Week 2 Creative Writing – Openings and Endings

The following extracts show examples of effective openings.

Identify the techniques used within each and use to refer to when writing your own stories.

Openings Extract 1

He didn’t want to see the face.

(Extract from The Face Brian McCabe)

Extract 2

Hello. I’m outside the door again, I can talk to you. You’re not like anybody else in the class. You’re from Mars, you’re a Martian. That’s why I can talk to you, because I’m not like anybody else either.

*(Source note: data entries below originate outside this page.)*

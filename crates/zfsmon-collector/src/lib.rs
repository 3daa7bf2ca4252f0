//! Storage state collection for the zfsmon agent.
//!
//! Each [`Collector`] implementation invokes one of the ZFS listing
//! tools (`zpool list`, `zfs list`), parses the tab-separated no-header
//! output positionally against a field schema, and returns the result
//! as [`resource::ResourceObject`]s ready to report.

pub mod mount;
pub mod pool;
pub mod record;
pub mod resource;
pub mod schema;


use anyhow::Result;

use crate::resource::ResourceObject;

/// A storage resource collector that runs on the agent host.
///
/// Implementations are registered in the agent's update loop and called
/// once per cycle. A failure to run the underlying listing command is
/// returned as an error; the caller treats it as zero resources of that
/// kind for the cycle.
pub trait Collector: Send + Sync {
    /// Returns the resource name this collector produces (e.g.,
    /// `"pool"`), used for logging.
    fn name(&self) -> &str;

    /// Collects the current resource state.
    ///
    /// # Errors
    ///
    /// Returns an error if the listing command could not be run or
    /// exited nonzero.
    fn collect(&self) -> Result<Vec<ResourceObject>>;
}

(Extract from Feathered Choristers Brian McCabe)

Extract 3

The winter of 1886-87 was terrible. Every goddamn history of the high plains says so. There were great stocks of cattle on the overgrazed land during the droughty summer. Early wet snow froze hard so the cattle could not break the crust to the grass. Blizzards and freeze-eye cold followed, the gaunt bodies of cattle piling up in draws and coulees.

(Extract from The Blood Bay Annie Proulx)

Extract 4:

Once upon a time there were three little pigs, who left their mummy and daddy to see the world.

All summer long, they roamed through the woods and over the plains, playing games and having fun.

Extract 5:

I had been making the rounds of the sacrifice poles the day we heard my brother had escaped. I already new something was going to happen; the Factory told me.

(The Wasp Factory Iain Banks)

Week 2 Creative Writing – Openings and Endings

The following three extracts show examples of effective endings.

Identify the techniques used within each and use to refer to when writing your own stories.

Endings Extract 1 –

In this story a young girl evacuated for the war and feeling alone in her new village has defied her teacher by going down to the beach. She kills an adder, then is moved by the beauty of a lone yellow flower. She has an unexpected surprise:

‘One of the airmen, with fair hair, had no face at all: while the other’s face was half gone and what remained was unrecognizable as human. The one with the single boot had only one leg; the fingers of his right hand, flung out in the shallow water, were gleaming bones. A sweet nasty smell mingled with the tang of the sea.

Screaming she turned and raced back. Frenzied eagerness to shock Miss Laing with her discovery drove her on as much as the horror itself. But as she made to clamber up the bank she became aware of the crushed flower in her hand. Weeping and yelling, she rubbed it madly on the grass.’

(Extract from Flowers Robin Jenkins)

Extract 2 –

In this story a young girl is at the beach in charge of her baby brother, complaining and being mean to him she leaves him to visit the Lighthouse. However her true feelings show when she tries to protect him when there is danger from a strange man.

‘She ran forward to reach Bobby first. In fact she’d almost got to him when she slipped on a stone covered in seaweed and went down. The back of her head hitting off its sharp edge.

Her eyes were staring up at the sky as the man and Bobby crouched beside her. Bobby said, ‘You shouldn’t have left me. I’m telling Mummy.’

The man pulled him back. ‘Leave her alone. She’s in bad enough shape.’ Then he put his lips close to her ear. ‘Can you hear me?’

When her eyes flickered he put his hand over her mouth and nose and held it there for a considerable time. After that he turned to Bobby saying, ‘We’ll have to get an ambulance. You can come with me.’

Bobby said he didn’t want to get an ambulance. He wanted to go back to the other beach.

‘All right,’ said the man, taking him by the hand and dragging him towards the sand dunes with Bobby protesting all the way. His cries died down when they vanished over the top.

Later that afternoon, a strong breeze sprang up along the shore, lifting clouds of sand into the air as well as the strands of Megan’s hair drifting across her face. Seagulls came down to stand on her and poke at her with their beaks, then, as if not liking what they found they flew off to the horizon whilst imperceptibly and gradually her body sank into the sand making a groove for itself. A passer-by might have thought she was asleep, she looked so peaceful. But no one came by that day and in the evening when the sun went down she was gone with the tide.

(Extract from The Lighthouse Agnes Owens)

Extract 3 –

In this story a young boy overhears a conversation about a man who had died at the pit, the boy knew the man as he had met him previously as a boxing coach. He is taken down the pit face by his Dad to show him there is nothing to fear. They discuss his dad moving to another mine because of closures.

‘‘Has it got a face as well?’

‘Aye it’s got a face.’

‘Is it like the face in your pit?’

His father shrugged. ‘Much the same.’

‘Ah saw it.’

‘What?’

‘The Face.’

His father shook his head and smiled at him, the way he did when he thought he was too young to understand something.

‘Ah did see it.’

‘Oh ye did, did ye? What did it look like then?’

‘It looked like the man who ran the gym.’

And he knew he’d said something important when his father stopped smiling, turned pale, opened his mouth to say something but didn’t say anything, then stared and stared at him – as if he couldn’t see him at all, but only the face of the dead man.’